▶ [Action item] Make an exact copy of every record that follows.

Collected data entries
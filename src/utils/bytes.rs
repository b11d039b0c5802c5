//! Byte-slice utilities for bounds-oriented parsing.
//!
//! These are zero-cost helpers that return `Option<T>`; the cursor maps `None` to a
//! `Truncated` fault carrying its own context path.
//!
//! All numeric reads are **little-endian** (BinXML is LE on the wire).

use byteorder::{ByteOrder, LittleEndian};

/// Borrow `len` bytes at `offset`.
///
/// Returns `None` if the range is out of bounds (or overflows).
pub(crate) fn slice(buf: &[u8], offset: usize, len: usize) -> Option<&[u8]> {
    let end = offset.checked_add(len)?;
    buf.get(offset..end)
}

/// Read `N` raw bytes at `offset`.
pub(crate) fn read_array<const N: usize>(buf: &[u8], offset: usize) -> Option<[u8; N]> {
    slice(buf, offset, N)?.try_into().ok()
}

/// Read a single byte at `offset`.
pub(crate) fn read_u8(buf: &[u8], offset: usize) -> Option<u8> {
    buf.get(offset).copied()
}

/// Read a `u16` (little-endian) at `offset`.
pub(crate) fn read_u16_le(buf: &[u8], offset: usize) -> Option<u16> {
    slice(buf, offset, 2).map(LittleEndian::read_u16)
}

/// Read a `u32` (little-endian) at `offset`.
pub(crate) fn read_u32_le(buf: &[u8], offset: usize) -> Option<u32> {
    slice(buf, offset, 4).map(LittleEndian::read_u32)
}
#[macro_use]
extern crate criterion;
extern crate even6_binxml;

#[path = "../tests/builder.rs"]
mod builder;

use criterion::{Criterion, Throughput};
use even6_binxml::{BinXmlParser, ParserSettings, decode, render};

fn criterion_benchmark(c: &mut Criterion) {
    let event = builder::sample_event();
    let document = decode(&event).unwrap();

    let mut group = c.benchmark_group("sample_event");
    group.throughput(Throughput::Bytes(event.len() as u64));
    group.bench_function("decode", |b| {
        b.iter(|| criterion::black_box(decode(&event).unwrap()))
    });
    group.bench_function("render", |b| {
        b.iter(|| criterion::black_box(render(&document, true).unwrap()))
    });
    group.bench_function("decode and render", |b| {
        b.iter(|| criterion::black_box(even6_binxml::render_bytes(&event, true).unwrap()))
    });
    group.finish();

    let batch: Vec<Vec<u8>> = (0..1000).map(|_| event.clone()).collect();
    let parser = BinXmlParser::new().with_configuration(ParserSettings::new().num_threads(0));
    c.bench_function("render 1000 events", |b| {
        b.iter(|| {
            for r in parser.render_many(&batch) {
                criterion::black_box(r.unwrap());
            }
        })
    });
}

criterion_group!(benches, criterion_benchmark);
criterion_main!(benches);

▶ [Answer box]
filename src/utils/bytes.rs
repository b11d039b0c5802c5
//! Byte-slice utilities for bounds-oriented parsing.
//!
//! These are zero-cost helpers that return `Option<T>`; the cursor maps `None` to a
//! `Truncated` fault carrying its own context path.
//!
//! All numeric reads are **little-endian** (BinXML is LE on the wire).

use byteorder::{ByteOrder, LittleEndian};

/// Borrow `len` bytes at `offset`.
///
/// Returns `None` if the range is out of bounds (or overflows).
pub(crate) fn slice(buf: &[u8], offset: usize, len: usize) -> Option<&[u8]> {
    let end = offset.checked_add(len)?;
    buf.get(offset..end)
}

/// Read `N` raw bytes at `offset`.
pub(crate) fn read_array<const N: usize>(buf: &[u8], offset: usize) -> Option<[u8; N]> {
    slice(buf, offset, N)?.try_into().ok()
}

/// Read a single byte at `offset`.
pub(crate) fn read_u8(buf: &[u8], offset: usize) -> Option<u8> {
    buf.get(offset).copied()
}

/// Read a `u16` (little-endian) at `offset`.
pub(crate) fn read_u16_le(buf: &[u8], offset: usize) -> Option<u16> {
    slice(buf, offset, 2).map(LittleEndian::read_u16)
}

/// Read a `u32` (little-endian) at `offset`.
pub(crate) fn read_u32_le(buf: &[u8], offset: usize) -> Option<u32> {
    slice(buf, offset, 4).map(LittleEndian::read_u32)
}
#[macro_use]
extern crate criterion;
extern crate even6_binxml;

#[path = "../tests/builder.rs"]
mod builder;

use criterion::{Criterion, Throughput};
use even6_binxml::{BinXmlParser, ParserSettings, decode, render};

fn criterion_benchmark(c: &mut Criterion) {
    let event = builder::sample_event();
    let document = decode(&event).unwrap();

    let mut group = c.benchmark_group("sample_event");
    group.throughput(Throughput::Bytes(event.len() as u64));
    group.bench_function("decode", |b| {
        b.iter(|| criterion::black_box(decode(&event).unwrap()))
    });
    group.bench_function("render", |b| {
        b.iter(|| criterion::black_box(render(&document, true).unwrap()))
    });
    group.bench_function("decode and render", |b| {
        b.iter(|| criterion::black_box(even6_binxml::render_bytes(&event, true).unwrap()))
    });
    group.finish();

    let batch: Vec<Vec<u8>> = (0..1000).map(|_| event.clone()).collect();
    let parser = BinXmlParser::new().with_configuration(ParserSettings::new().num_threads(0));
    c.bench_function("render 1000 events", |b| {
        b.iter(|| {
            for r in parser.render_many(&batch) {
                criterion::black_box(r.unwrap());
            }
        })
    });
}

criterion_group!(benches, criterion_benchmark);
criterion_main!(benches);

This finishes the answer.